McDade, a soft-spoken judge assigned to the case, concluded the two-year sentence — four times the upper end of federal sentencing guidelines in such matters — was necessary. McDade suggested publicity about the "tragic" story of Cook's addiction to everything from heroin to cocaine and prescription medication while on the bench, and the fallout from his arrest last May, risked undermining public confidence in their judiciary.

"A court system cannot operate effectively without the respect of the people," McDade said. "When judges fall from grace, they should expect to fall a little harder than the rest."

Cook pleaded guilty in November to a misdemeanor heroin-possession charge and a felony count of having firearms while being a user of controlled substances. Cook, an admitted addict, agreed then to forfeit to the government a cache of firearms that included pistols, shotguns and rifles.

Cook resigned last year after being charged, a little more than two months after the March 2013 cocaine-overdose death of fellow judge Joe Christ while the two were at the Cook family's hunting cabin some 70 miles north of St. Louis.

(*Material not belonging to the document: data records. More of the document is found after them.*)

// src/engine/retire.rs
//
// Moves a converted source to a recoverable location.
// Only called after a Success result has been recorded for the task.

use crate::error::BatchError;
use parking_lot::Mutex;
use std::fs;
use std::path::{Path, PathBuf};

pub trait SourceRetirer: Send + Sync {
    /// Returns where the source ended up.
    fn retire(&self, source: &Path) -> Result<PathBuf, BatchError>;
}

/// Moves sources into a flat trash directory. Name clashes get a numeric
/// suffix; an existing file is never overwritten.
#[derive(Debug)]
pub struct TrashDir {
    root: PathBuf,
    // serializes name selection + rename across workers
    guard: Mutex<()>,
}

impl TrashDir {
    pub fn new(root: impl Into<PathBuf>) -> Self {
        Self {
            root: root.into(),
            guard: Mutex::new(()),
        }
    }

    pub fn root(&self) -> &Path {
        &self.root
    }

    fn free_target(&self, source: &Path) -> PathBuf {
        let file_name = source
            .file_name()
            .map(|n| n.to_string_lossy().into_owned())
            .unwrap_or_else(|| "unnamed".to_string());
        let candidate = self.root.join(&file_name);
        if !candidate.exists() {
            return candidate;
        }

        let stem = source
            .file_stem()
            .map(|s| s.to_string_lossy().into_owned())
            .unwrap_or_else(|| file_name.clone());
        let ext = source.extension().map(|e| e.to_string_lossy().into_owned());
        (1u64..)
            .map(|n| match &ext {
                Some(ext) => self.root.join(format!("{stem}.{n}.{ext}")),
                None => self.root.join(format!("{stem}.{n}")),
            })
            .find(|candidate| !candidate.exists())
            .unwrap_or(candidate)
    }
}

impl SourceRetirer for TrashDir {
    fn retire(&self, source: &Path) -> Result<PathBuf, BatchError> {
        if !source.exists() {
            return Err(BatchError::source_not_found(source.display().to_string()));
        }
        let _guard = self.guard.lock();
        fs::create_dir_all(&self.root)
            .map_err(|e| BatchError::write_failed(self.root.display().to_string(), e))?;

        let target = self.free_target(source);
        if fs::rename(source, &target).is_ok() {
            return Ok(target);
        }

        // rename fails across filesystems; copy then remove
        fs::copy(source, &target)
            .map_err(|e| BatchError::write_failed(target.display().to_string(), e))?;
        if let Err(e) = fs::remove_file(source) {
            let _ = fs::remove_file(&target);
            return Err(BatchError::write_failed(source.display().to_string(), e));
        }
        Ok(target)
    }
}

Cook has not been charged in the death of Christ, a former longtime prosecutor and father of six.

Cook became an associate circuit judge in 2007 and a circuit judge in 2010. His legal troubles surfaced after the death of Christ, who had been newly sworn in as a judge when he died.

Questions about Cook's drug use have led to overturned convictions in two murder trials in which Cook was the judge between Christ's death and the time Cook was taken into custody. Prosecutors in those cases contended the convictions were the result of "overwhelming" evidence and that both defendants failed to cite specific examples of how Cook allegedly botched their trials.

McDade called the overturned convictions a significant disruption of government function attributable to Cook, along with transferring Cook's docket of hundreds of cases to another judge after he was charged. McDade also noted that Christ's death from narcotics did not motivate Cook to stop using or to get treatment for his addiction. Cook was arrested while buying more heroin.

"To become beholden to anyone or anything to the extent it compromises his office is beyond the pale," McDade said.